• WHAT TO PRODUCE
Select all lines in the records that include "oneshot".
(DATA FOR PROCESSING)
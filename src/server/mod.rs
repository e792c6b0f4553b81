// src/server/mod.rs
pub mod builder;
pub mod endpoints;
pub mod error_page;
pub mod handler;
pub mod route;

pub use builder::ServerBuilder;
pub use endpoints::Endpoints;
pub use error_page::{ErrorPage, ErrorPageLayer};
pub use handler::{OpsEndpoints, OpsLayer};
pub use route::resolve_route;
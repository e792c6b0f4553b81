// src/server/error_page.rs
// Host-side translation of handler errors into a generic 500 page.
use futures::future::BoxFuture;
use hyper::header::{CONTENT_TYPE, HeaderValue};
use hyper::{Body, Request, Response, StatusCode};
use std::task::{Context, Poll};
use tower::{BoxError, Layer, Service};

const ERROR_PAGE: &str = "<!DOCTYPE html>\n<html><head><title>Error</title></head>\
<body><h1>500 Internal Server Error</h1></body></html>\n";

#[derive(Debug, Clone, Copy, Default)]
pub struct ErrorPageLayer;

impl<S> Layer<S> for ErrorPageLayer {
    type Service = ErrorPage<S>;

    fn layer(&self, inner: S) -> Self::Service {
        ErrorPage::new(inner)
    }
}

/// Answers any error from the inner service with a 500 HTML page.
///
/// The error is logged but never written to the response.
#[derive(Debug, Clone)]
pub struct ErrorPage<S> {
    inner: S,
}

impl<S> ErrorPage<S> {
    pub fn new(inner: S) -> Self {
        Self { inner }
    }
}

impl<S> Service<Request<Body>> for ErrorPage<S>
where
    S: Service<Request<Body>, Response = Response<Body>>,
    S::Error: Into<BoxError>,
    S::Future: Send + 'static,
{
    type Response = Response<Body>;
    type Error = BoxError;
    type Future = BoxFuture<'static, Result<Self::Response, Self::Error>>;

    fn poll_ready(&mut self, cx: &mut Context<'_>) -> Poll<Result<(), Self::Error>> {
        self.inner.poll_ready(cx).map_err(Into::into)
    }

    fn call(&mut self, req: Request<Body>) -> Self::Future {
        let path = req.uri().path().to_owned();
        let fut = self.inner.call(req);

        Box::pin(async move {
            match fut.await {
                Ok(response) => Ok(response),
                Err(e) => {
                    let e: BoxError = e.into();
                    tracing::error!(%path, error = %e, "request failed");
                    let mut response = Response::new(Body::from(ERROR_PAGE));
                    *response.status_mut() = StatusCode::INTERNAL_SERVER_ERROR;
                    response.headers_mut().insert(
                        CONTENT_TYPE,
                        HeaderValue::from_static("text/html; charset=utf-8"),
                    );
                    Ok(response)
                }
            }
        })
    }
}
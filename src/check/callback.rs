// src/check/callback.rs
// Adapter for checks written in completion-callback style.
use super::provider::{GoodToGoCheck, HealthCheck};
use anyhow::{anyhow, Result};
use async_trait::async_trait;
use serde_json::Value;
use tokio::sync::oneshot;

/// Handed to a callback-style check; call [`Responder::respond`] exactly once.
#[derive(Debug)]
pub struct Responder<T> {
    tx: oneshot::Sender<Result<T>>,
}

impl<T> Responder<T> {
    pub fn respond(self, result: Result<T>) {
        // The receiver is gone once the request has given up on us.
        let _ = self.tx.send(result);
    }

    pub fn ok(self, value: T) {
        self.respond(Ok(value));
    }

    pub fn fail(self, message: impl Into<String>) {
        self.respond(Err(anyhow!(message.into())));
    }
}

/// Wraps a callback that is given a [`Responder`] instead of returning a future.
///
/// `Fn(Responder<bool>)` callbacks act as a [`GoodToGoCheck`] and
/// `Fn(Responder<Vec<Value>>)` callbacks act as a [`HealthCheck`].
#[derive(Clone)]
pub struct CallbackCheck<F> {
    callback: F,
}

impl<F> CallbackCheck<F> {
    pub fn new(callback: F) -> Self {
        Self { callback }
    }

    async fn invoke<T>(&self) -> Result<T>
    where
        F: Fn(Responder<T>),
    {
        let (tx, rx) = oneshot::channel();
        (self.callback)(Responder { tx });
        rx.await
            .map_err(|_| anyhow!("callback dropped without responding"))?
    }
}

#[async_trait]
impl<F> GoodToGoCheck for CallbackCheck<F>
where
    F: Fn(Responder<bool>) + Send + Sync,
{
    async fn check(&self) -> Result<bool> {
        self.invoke().await
    }
}

#[async_trait]
impl<F> HealthCheck for CallbackCheck<F>
where
    F: Fn(Responder<Vec<Value>>) + Send + Sync,
{
    async fn checks(&self) -> Result<Vec<Value>> {
        self.invoke().await
    }
}

#[cfg(test)]
mod tests {
    use super::*;
    use serde_json::json;

    #[tokio::test]
    async fn test_callback_gtg() {
        let check = CallbackCheck::new(|responder: Responder<bool>| {
            std::thread::spawn(move || responder.ok(true));
        });
        assert!(check.check().await.unwrap());
    }

    #[tokio::test]
    async fn test_callback_failure() {
        let check = CallbackCheck::new(|responder: Responder<bool>| responder.fail("db down"));
        assert_eq!(check.check().await.unwrap_err().to_string(), "db down");
    }

    #[tokio::test]
    async fn test_dropped_responder() {
        let check = CallbackCheck::new(|_responder: Responder<bool>| {});
        let err = check.check().await.unwrap_err();
        assert_eq!(err.to_string(), "callback dropped without responding");
    }

    #[tokio::test]
    async fn test_callback_health() {
        let check = CallbackCheck::new(|responder: Responder<Vec<Value>>| {
            responder.ok(vec![json!({"ok": true})])
        });
        assert_eq!(check.checks().await.unwrap(), vec![json!({"ok": true})]);
    }
}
(End DATA FOR PROCESSING)
• SOLUTION TO THIS TASK
use tokio::sync::oneshot;
    tx: oneshot::Sender<Result<T>>,
        let (tx, rx) = oneshot::channel();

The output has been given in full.